The test involves a small ‘dab’ behind the ear.
It was said by one expert that a free small tester phial which included PPD was an excellent idea.
Such a phial could be picked up at a retailer, perhaps the week before: was the thought that crossed my mind.
Unfortunately it was said that such a phial would have the effect of taking the sample containing PPD from being a cosmetic to a medicinal substance and subject to a different licensing regime.
My concern is the industry is being a little naive in expecting consumers to simply throw away a beauty product which then, unfortunately turns out to be a £8  testing kit.
The statistics and some of the research papers referred to at the inquest quite clearly showed that a substantial number of users will continue to dye their hair in circumstances that others might find difficult to comprehend.
So an £8 “tester kit” is not going to be routinely  thrown  away by a consumer  in the manner which the remains of a free tester kit would be. And importantly, an allergic reaction to a free tester might, And I put it no higher than that, persuade someone who does have an allergic reaction, not to dye their hair.
Alternatively they might be persuaded to purchase a non-permanent hair dye which may not include PPD.
In my opinion action should be taken to prevent future deaths and I believe you and your organisation have the power to take such action.
You are under a duty to respond to this report within 56 days of the date of this report, namely by 28th April 2015 . I, the Assistant Coroner, may extend the period.
Your response must contain details of action taken or proposed to be taken, setting out the timetable for action.

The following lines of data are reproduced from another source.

//! End-to-end pipeline: frames in, replies out, drain on halt.

mod common;

use std::os::unix::net::UnixStream;

use common::randbuf;
use volufs::server::proto::*;
use volufs::server::Server;
use zerocopy::{AsBytes, FromBytes};

struct Client {
    stream: UnixStream,
    unique: u64,
}

impl Client {
    fn call(&mut self, opcode: Opcode, ino: u64, payload: &[u8]) -> (RespHead, Vec<u8>) {
        self.unique += 1;
        let head = ReqHead {
            opcode: opcode as u32,
            pad0: 0,
            unique: self.unique,
            ino,
            uid: 0,
            gid: 0,
            pid: 1,
            pad1: 0,
        };
        let mut w = self.stream.try_clone().unwrap();
        write_request(&mut w, &head, payload).unwrap();
        let (resp, data) = read_response(&mut self.stream).unwrap();
        assert_eq!(resp.unique, self.unique);
        (resp, data)
    }

    fn ok(&mut self, opcode: Opcode, ino: u64, payload: &[u8]) -> Vec<u8> {
        let (resp, data) = self.call(opcode, ino, payload);
        assert_eq!(resp.error, 0, "opcode {:?} failed: errno {}", opcode, -resp.error);
        data
    }
}

fn serve_env() -> (common::FsEnv, Client, std::thread::JoinHandle<()>) {
    let env = common::FsEnv::new();
    let fsys = env.fs().clone();
    let (client_side, server_side) = UnixStream::pair().unwrap();
    let handle = std::thread::spawn(move || {
        let server = Server::new(fsys, 4);
        let reader = server_side.try_clone().unwrap();
        server.serve(reader, server_side).unwrap();
    });
    (env, Client { stream: client_side, unique: 0 }, handle)
}

fn finish(mut client: Client, handle: std::thread::JoinHandle<()>) {
    // Halt, then close the stream so RX observes end-of-input.
    let p = PIoctl { cmd: IOCTL_HALT, arg: 0 };
    let _ = client.ok(Opcode::Ioctl, 1, p.as_bytes());
    let _ = client.stream.shutdown(std::net::Shutdown::Both);
    handle.join().unwrap();
}

#[test]
fn lookup_create_write_read() {
    let (env, mut client, handle) = serve_env();
    let root = env.root();

    let (resp, _) = client.call(Opcode::Lookup, root, b"nofile");
    assert_eq!(resp.error, -libc::ENOENT);

    let mut payload = PCreate { mode: 0o644, flags: 0 }.as_bytes().to_vec();
    payload.extend_from_slice(b"hello.txt");
    let data = client.ok(Opcode::Create, root, &payload);
    let created = RCreate::read_from_prefix(&data[..]).unwrap();
    let ino = created.attr.ino;
    let fh = created.fh;

    let body = randbuf(100_000, 5);
    let mut payload = PWrite { fh, off: 0, len: body.len() as u32, pad0: 0 }
        .as_bytes()
        .to_vec();
    payload.extend_from_slice(&body);
    let data = client.ok(Opcode::Write, ino, &payload);
    let written = RWrite::read_from_prefix(&data[..]).unwrap();
    assert_eq!(written.count as usize, body.len());

    let p = PRead { fh, off: 0, len: body.len() as u32, pad0: 0 };
    let data = client.ok(Opcode::Read, ino, p.as_bytes());
    assert_eq!(data, body);

    let entry = client.ok(Opcode::Lookup, root, b"hello.txt");
    let attr = RAttr::read_from_prefix(&entry[..]).unwrap();
    assert_eq!(attr.ino, ino);
    assert_eq!(attr.size, body.len() as u64);

    let p = PFsync { fh, datasync: 0, pad0: 0 };
    let _ = client.ok(Opcode::Fsync, ino, p.as_bytes());

    let p = PRelease { fh };
    let _ = client.ok(Opcode::Release, ino, p.as_bytes());

    finish(client, handle);
}

#[test]
fn statfs_over_the_wire() {
    let (env, mut client, handle) = serve_env();
    let data = client.ok(Opcode::Statfs, 1, &[]);
    let st = RStatfs::read_from_prefix(&data[..]).unwrap();
    let direct = env.statfs();
    assert_eq!(st.nbk_total, direct.nbk_total);
    assert_eq!(st.bk_size, direct.bk_size);
    finish(client, handle);
}

#[test]
fn mkdir_readdir_over_the_wire() {
    let (env, mut client, handle) = serve_env();
    let root = env.root();

    let mut payload = PMkdir { mode: 0o755, pad0: 0 }.as_bytes().to_vec();
    payload.extend_from_slice(b"subdir");
    let data = client.ok(Opcode::Mkdir, root, &payload);
    let attr = RAttr::read_from_prefix(&data[..]).unwrap();
    assert_eq!(attr.mode & libc::S_IFMT, libc::S_IFDIR);

    let p = PReaddir { fh: 0, cursor: 0, limit: 64, pad0: 0 };
    let data = client.ok(Opcode::Readdir, root, p.as_bytes());
    // Walk the packed dirent records for the new entry.
    let mut found = false;
    let mut off = 0usize;
    while off + RDIRENT_SIZE <= data.len() {
        let hdr = RDirent::read_from_prefix(&data[off..]).unwrap();
        let name_start = off + RDIRENT_SIZE;
        let name = &data[name_start..name_start + hdr.nlen as usize];
        if name == b"subdir" {
            assert_eq!(hdr.ino, attr.ino);
            assert_eq!(hdr.dtype, libc::DT_DIR);
            found = true;
        }
        off = name_start + ((hdr.nlen as usize + 7) & !7);
    }
    assert!(found, "readdir missed the new directory");
    finish(client, handle);
}

#[test]
fn flock_is_unsupported() {
    let (_env, mut client, handle) = serve_env();
    let (resp, _) = client.call(Opcode::Flock, 1, &[]);
    assert_eq!(resp.error, -libc::ENOSYS);
    finish(client, handle);
}

#[test]
fn eof_without_halt_drains() {
    let (env, client, handle) = serve_env();
    drop(client);
    handle.join().unwrap();
    // The server survived the vanished adaptor; the context unmounts.
    assert!(env.fs().is_active());
}

#[test]
fn pipelined_misses_resolve() {
    // Force cold reads through the storage stage: populate, remount,
    // then read everything back over the wire.
    let mut env = common::FsEnv::new();
    let root = env.root();
    let (ino, fh) = env.create(root, "cold");
    let body = randbuf(256 * 1024, 9);
    env.write_read(ino, &body, 0);
    env.release(fh);
    env.reload();

    let fsys = env.fs().clone();
    let (client_side, server_side) = UnixStream::pair().unwrap();
    let handle = std::thread::spawn(move || {
        let server = Server::new(fsys, 2);
        let reader = server_side.try_clone().unwrap();
        server.serve(reader, server_side).unwrap();
    });
    let mut client = Client { stream: client_side, unique: 0 };

    let root = env.root();
    let entry = client.ok(Opcode::Lookup, root, b"cold");
    let attr = RAttr::read_from_prefix(&entry[..]).unwrap();
    assert_eq!(attr.size, body.len() as u64);

    let p = POpen { flags: 0, pad0: 0 };
    let data = client.ok(Opcode::Open, attr.ino, p.as_bytes());
    let opened = ROpen::read_from_prefix(&data[..]).unwrap();

    let p = PRead { fh: opened.fh, off: 0, len: body.len() as u32, pad0: 0 };
    let data = client.ok(Opcode::Read, attr.ino, p.as_bytes());
    assert_eq!(data, body);

    let p = PRelease { fh: opened.fh };
    let _ = client.ok(Opcode::Release, attr.ino, p.as_bytes());
    finish(client, handle);
}

#[test]
fn halt_write_through_pseudo_file() {
    let (env, mut client, handle) = serve_env();
    let root = env.root();
    let entry = client.ok(Opcode::Lookup, root, b".volufs");
    let proot = RAttr::read_from_prefix(&entry[..]).unwrap().ino;
    let entry = client.ok(Opcode::Lookup, proot, b"halt");
    let halt = RAttr::read_from_prefix(&entry[..]).unwrap().ino;

    let p = POpen { flags: libc::O_WRONLY as u32, pad0: 0 };
    let data = client.ok(Opcode::Open, halt, p.as_bytes());
    let fh = ROpen::read_from_prefix(&data[..]).unwrap().fh;

    let mut payload = PWrite { fh, off: 0, len: 1, pad0: 0 }.as_bytes().to_vec();
    payload.extend_from_slice(b"0");
    let _ = client.ok(Opcode::Write, halt, &payload);
    let p = PRelease { fh };
    let _ = client.ok(Opcode::Release, halt, p.as_bytes());

    // Deactivated: the server drains once the stream closes.
    let _ = client.stream.shutdown(std::net::Shutdown::Both);
    handle.join().unwrap();
    assert!(!env.fs().is_active());
}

Otherwise you must explain why no action is proposed.
I have sent a copy of my report to the Chief Coroner and to the following Interested Persons:

[REDACTED] – Director General, Cosmetic Toiletry and Perfume Association
I am also under a duty to send the Chief Coroner a copy of your response .
The Chief Coroner may publish either or both in a complete or redacted or summary form. He may send a copy of this report to any person who he believes may find it useful or of interest. You may make representations to me, the coroner, at the time of your response, about the release or the publication of your response by the Chief Coroner.